Real Estate Transactions: Nelson Mullins Says Trust Is Key to Display Good Judgment

The below responses are from Nelson Mullins Riley & Scarborough partner David Itskovich:

What are some of your most satisfying successes of 2021, and why?

We’ve been fortunate to represent our clients in some of the largest and most complex real estate transactions in the state, earning us the trust of our clients. That trust extends beyond the primary-partner relationship and has grown to include other members of the team. We’ve also developed a great national reputation, which has led to prospective new-to-market clients calling us first before entering Florida. In my mind, these represent a turning point in our practice and qualify as our most satisfying successes for 2021.

Florida’s real estate market is now among the hottest in the country. What are your thoughts on that? 

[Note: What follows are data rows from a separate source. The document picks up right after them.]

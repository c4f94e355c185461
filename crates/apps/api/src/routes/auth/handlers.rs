//! HTTP handlers for authentication-related routes.

use crate::api_state::ApiContext;
use axum::{Extension, Json, extract::State, http::StatusCode};
use common_services::api::auth::error::AuthError;
use common_services::api::auth::interfaces::{CreateUser, LoginRequest, RefreshRequest, Tokens};
use common_services::api::auth::service::{
    authenticate_user, create_user, issue_tokens, logout_user, refresh_tokens,
};
use common_services::database::app_user::User;
use tracing::instrument;

/// Registers a new user and logs them in immediately.
///
/// # Errors
///
/// Returns `AuthError` if a user with the provided email already exists or
/// if a database error occurs during user creation.
#[utoipa::path(
    post,
    path = "/auth/register",
    tag = "Auth",
    request_body = CreateUser,
    responses(
        (status = 201, description = "User created, session started", body = Tokens),
        (status = 400, description = "Invalid username"),
        (status = 409, description = "User with this email already exists"),
    )
)]
#[instrument(skip(context, payload), err(Debug))]
pub async fn register(
    State(context): State<ApiContext>,
    Json(payload): Json<CreateUser>,
) -> Result<(StatusCode, Json<Tokens>), AuthError> {
    let user = create_user(&context.pool, &payload).await?;
    let tokens = issue_tokens(&context.pool, &context.settings.secrets.jwt_secret, user.id).await?;
    Ok((StatusCode::CREATED, Json(tokens)))
}

/// Handles user login and returns a new set of tokens.
///
/// # Errors
///
/// Returns `AuthError` if the user credentials are invalid or if there's a
/// problem creating or storing the tokens.
#[utoipa::path(
    post,
    path = "/auth/login",
    tag = "Auth",
    request_body = LoginRequest,
    responses(
        (status = 200, description = "Login successful", body = Tokens),
        (status = 401, description = "Invalid credentials"),
    )
)]
#[instrument(skip(context, payload), err(Debug))]
pub async fn login(
    State(context): State<ApiContext>,
    Json(payload): Json<LoginRequest>,
) -> Result<Json<Tokens>, AuthError> {
    let user = authenticate_user(&context.pool, &payload.email, &payload.password).await?;
    let tokens = issue_tokens(&context.pool, &context.settings.secrets.jwt_secret, user.id).await?;
    Ok(Json(tokens))
}

/// Handles refreshing the session using a valid refresh token.
///
/// # Errors
///
/// Returns `AuthError` if the refresh token is invalid, expired, or not found
/// in the database.
#[utoipa::path(
    post,
    path = "/auth/refresh",
    tag = "Auth",
    request_body = RefreshRequest,
    responses(
        (status = 200, description = "Session refreshed successfully", body = Tokens),
        (status = 401, description = "Invalid or expired refresh token"),
    )
)]
#[instrument(skip(context, payload), err(Debug))]
pub async fn refresh_session(
    State(context): State<ApiContext>,
    Json(payload): Json<RefreshRequest>,
) -> Result<Json<Tokens>, AuthError> {
    let tokens = refresh_tokens(
        &context.pool,
        &context.settings.secrets.jwt_secret,
        &payload.refresh_token,
    )
    .await?;
    Ok(Json(tokens))
}

/// Handles user logout by invalidating the provided refresh token.
#[utoipa::path(
    post,
    path = "/auth/logout",
    tag = "Auth",
    request_body = RefreshRequest,
    responses(
        (status = 204, description = "Logout successful"),
    )
)]
pub async fn logout(
    State(context): State<ApiContext>,
    Json(payload): Json<RefreshRequest>,
) -> Result<StatusCode, AuthError> {
    logout_user(&context.pool, &payload.refresh_token).await?;
    Ok(StatusCode::NO_CONTENT)
}

/// Get current user info.
#[utoipa::path(
    get,
    path = "/auth/me",
    tag = "Auth",
    responses(
        (status = 200, description = "Current user data", body = User),
        (status = 401, description = "Authentication required"),
    ),
    security(
        ("bearer_auth" = [])
    )
)]
pub async fn get_me(Extension(user): Extension<User>) -> Json<User> {
    Json(user)
}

The Florida market has seen a great deal of activity over the past couple of years and has certainly been more resilient in the aftermath of COVID-19 than in other parts of the country.  From my perspective, the “hot” market is a testament to Florida no longer being a “sun and surf” economy. Florida will always be a great place to vacation, but we now have real business and commerce taking place in the Sunshine State, along with a pool of professionals that can service sophisticated work.

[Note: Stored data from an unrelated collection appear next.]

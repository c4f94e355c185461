use crate::api_state::ApiContext;
use crate::routes::album::handlers;
use axum::{
    Router,
    routing::{get, post},
};

pub fn album_protected_router() -> Router<ApiContext> {
    Router::new()
        .route("/albums", get(handlers::list).post(handlers::create))
        .route(
            "/albums/{album_id}",
            get(handlers::details)
                .put(handlers::update)
                .delete(handlers::remove),
        )
        .route("/albums/{album_id}/share", post(handlers::share))
}
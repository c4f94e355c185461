mod client;
mod error;

pub use client::*;
pub use error::*;
use argon2::password_hash::SaltString;
use argon2::password_hash::rand_core::OsRng;
use argon2::{Argon2, PasswordHash, PasswordHasher, PasswordVerifier};

/// Verify a password against a given hash.
pub fn verify_password(password: &[u8], hash: &str) -> color_eyre::Result<bool> {
    let parsed_hash =
        PasswordHash::new(hash).map_err(|e| color_eyre::eyre::eyre!("Invalid hash: {e}"))?;
    let verified = Argon2::default()
        .verify_password(password, &parsed_hash)
        .is_ok();
    Ok(verified)
}

/// Hash a password using Argon2.
pub fn hash_password(password: &[u8]) -> color_eyre::Result<String> {
    let argon2 = Argon2::default();
    let salt = SaltString::generate(&mut OsRng);
    let password_hash = argon2
        .hash_password(password, &salt)
        .map_err(|e| color_eyre::eyre::eyre!("Hashing failed: {e}"))?
        .to_string();
    Ok(password_hash)
}
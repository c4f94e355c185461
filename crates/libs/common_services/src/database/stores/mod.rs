pub mod album_store;
pub mod photo_store;
pub mod user_store;

pub use album_store::AlbumStore;
pub use photo_store::PhotoStore;
pub use user_store::UserStore;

What does it take to become a trusted real estate/transactional lawyer in Florida? 

Trust is a function of displaying good judgment over an extended period of time. The qualities are not unique to real estate law and are generally universal. That said, having good judgment as a real estate attorney requires professional proficiency. Clients can make decisions and offer advice based on “gut.” We cannot. The most trusted advisers provide counseling based on experience and their subject matter knowledge. Rinse and repeat multiple times over the years, and you’ve suddenly earned your client’s trust.

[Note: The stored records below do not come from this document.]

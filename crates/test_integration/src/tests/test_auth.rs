use crate::test_context::TestContext;
use crate::test_helpers::{PASSWORD, USERNAME, login, register};
use chrono::{DateTime, Utc};
use color_eyre::Result;
use common_services::api::auth::interfaces::{CreateUser, RefreshRequest, Tokens};
use common_services::database::app_user::User;
use serde_json::json;

pub async fn test_register(ctx: &TestContext) -> Result<()> {
    // ACT
    let tokens = register(ctx, "register@example.com").await?;

    // ASSERT
    assert!(!tokens.access_token.is_empty());
    assert!(!tokens.refresh_token.is_empty());

    let expiry = DateTime::from_timestamp(tokens.expiry as i64, 0).expect("valid expiry");
    assert!(expiry > Utc::now());

    let response = ctx
        .http_client
        .get(ctx.api_url("/auth/me"))
        .bearer_auth(&tokens.access_token)
        .send()
        .await?;
    assert_eq!(response.status(), reqwest::StatusCode::OK);
    let user: User = response.json().await?;
    assert_eq!(user.email, "register@example.com");
    assert_eq!(user.name, USERNAME);

    Ok(())
}

pub async fn test_duplicate_email(ctx: &TestContext) -> Result<()> {
    // ARRANGE
    register(ctx, "dupe@example.com").await?;

    // ACT
    let response = ctx
        .http_client
        .post(ctx.api_url("/auth/register"))
        .json(&CreateUser {
            email: "dupe@example.com".to_owned(),
            name: USERNAME.to_owned(),
            password: PASSWORD.to_owned(),
        })
        .send()
        .await?;

    // ASSERT
    assert_eq!(response.status(), reqwest::StatusCode::CONFLICT);

    Ok(())
}

pub async fn test_login_and_me(ctx: &TestContext) -> Result<()> {
    // ARRANGE
    register(ctx, "login@example.com").await?;

    // ACT
    let tokens = login(ctx, "login@example.com").await?;
    let response = ctx
        .http_client
        .get(ctx.api_url("/auth/me"))
        .bearer_auth(&tokens.access_token)
        .send()
        .await?;

    // ASSERT
    assert_eq!(response.status(), reqwest::StatusCode::OK);
    let user: User = response.json().await?;
    assert_eq!(user.email, "login@example.com");

    // Wrong password is rejected.
    let response = ctx
        .http_client
        .post(ctx.api_url("/auth/login"))
        .json(&json!({ "email": "login@example.com", "password": "wrong" }))
        .send()
        .await?;
    assert_eq!(response.status(), reqwest::StatusCode::UNAUTHORIZED);

    Ok(())
}

pub async fn test_refresh_rotation(ctx: &TestContext) -> Result<()> {
    // ARRANGE
    let initial = register(ctx, "refresh@example.com").await?;

    // ACT
    let response = ctx
        .http_client
        .post(ctx.api_url("/auth/refresh"))
        .json(&RefreshRequest {
            refresh_token: initial.refresh_token.clone(),
        })
        .send()
        .await?;
    assert_eq!(response.status(), reqwest::StatusCode::OK);
    let rotated: Tokens = response.json().await?;

    // ASSERT
    // The new access token works.
    let me = ctx
        .http_client
        .get(ctx.api_url("/auth/me"))
        .bearer_auth(&rotated.access_token)
        .send()
        .await?;
    assert_eq!(me.status(), reqwest::StatusCode::OK);

    // The old refresh token was consumed by the rotation.
    let replay = ctx
        .http_client
        .post(ctx.api_url("/auth/refresh"))
        .json(&RefreshRequest {
            refresh_token: initial.refresh_token,
        })
        .send()
        .await?;
    assert_eq!(replay.status(), reqwest::StatusCode::UNAUTHORIZED);

    Ok(())
}

pub async fn test_refresh_theft_detection(ctx: &TestContext) -> Result<()> {
    use base64::{Engine, engine::general_purpose::URL_SAFE_NO_PAD};

    // ARRANGE
    // Two sessions for the same user.
    let first = register(ctx, "theft@example.com").await?;
    let second = login(ctx, "theft@example.com").await?;

    // A token with a known selector but the wrong verifier half.
    let mut raw = URL_SAFE_NO_PAD.decode(&second.refresh_token)?;
    for byte in &mut raw[16..] {
        *byte ^= 0xff;
    }
    let forged = URL_SAFE_NO_PAD.encode(&raw);

    // ACT
    let response = ctx
        .http_client
        .post(ctx.api_url("/auth/refresh"))
        .json(&RefreshRequest {
            refresh_token: forged,
        })
        .send()
        .await?;

    // ASSERT
    assert_eq!(response.status(), reqwest::StatusCode::UNAUTHORIZED);

    // The mismatch revoked every session of the user, including the
    // untouched first one.
    let response = ctx
        .http_client
        .post(ctx.api_url("/auth/refresh"))
        .json(&RefreshRequest {
            refresh_token: first.refresh_token,
        })
        .send()
        .await?;
    assert_eq!(response.status(), reqwest::StatusCode::UNAUTHORIZED);

    let response = ctx
        .http_client
        .post(ctx.api_url("/auth/refresh"))
        .json(&RefreshRequest {
            refresh_token: second.refresh_token,
        })
        .send()
        .await?;
    assert_eq!(response.status(), reqwest::StatusCode::UNAUTHORIZED);

    Ok(())
}

pub async fn test_logout(ctx: &TestContext) -> Result<()> {
    // ARRANGE
    let tokens = register(ctx, "logout@example.com").await?;

    // ACT
    let response = ctx
        .http_client
        .post(ctx.api_url("/auth/logout"))
        .json(&RefreshRequest {
            refresh_token: tokens.refresh_token.clone(),
        })
        .send()
        .await?;

    // ASSERT
    assert_eq!(response.status(), reqwest::StatusCode::NO_CONTENT);

    // The refresh token is dead after logout.
    let refresh = ctx
        .http_client
        .post(ctx.api_url("/auth/refresh"))
        .json(&RefreshRequest {
            refresh_token: tokens.refresh_token,
        })
        .send()
        .await?;
    assert_eq!(refresh.status(), reqwest::StatusCode::UNAUTHORIZED);

    Ok(())
}

pub async fn test_me_requires_auth(ctx: &TestContext) -> Result<()> {
    let response = ctx.http_client.get(ctx.api_url("/auth/me")).send().await?;
    assert_eq!(response.status(), reqwest::StatusCode::UNAUTHORIZED);

    let response = ctx
        .http_client
        .get(ctx.api_url("/auth/me"))
        .bearer_auth("not-a-jwt")
        .send()
        .await?;
    assert_eq!(response.status(), reqwest::StatusCode::UNAUTHORIZED);

    Ok(())
}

Dealmakers are extraordinarily busy people. What must firms do to ensure that they remain engaged with pro bono work, their communities, and their families? 

Tough to balance, but the trick is to make these things as much of a priority as your professional life, especially family. Also important to be present, and not distracted by a rolling ticker of emails. The people and things that make you smile are just as, if not more important than the people and things that pay your bills.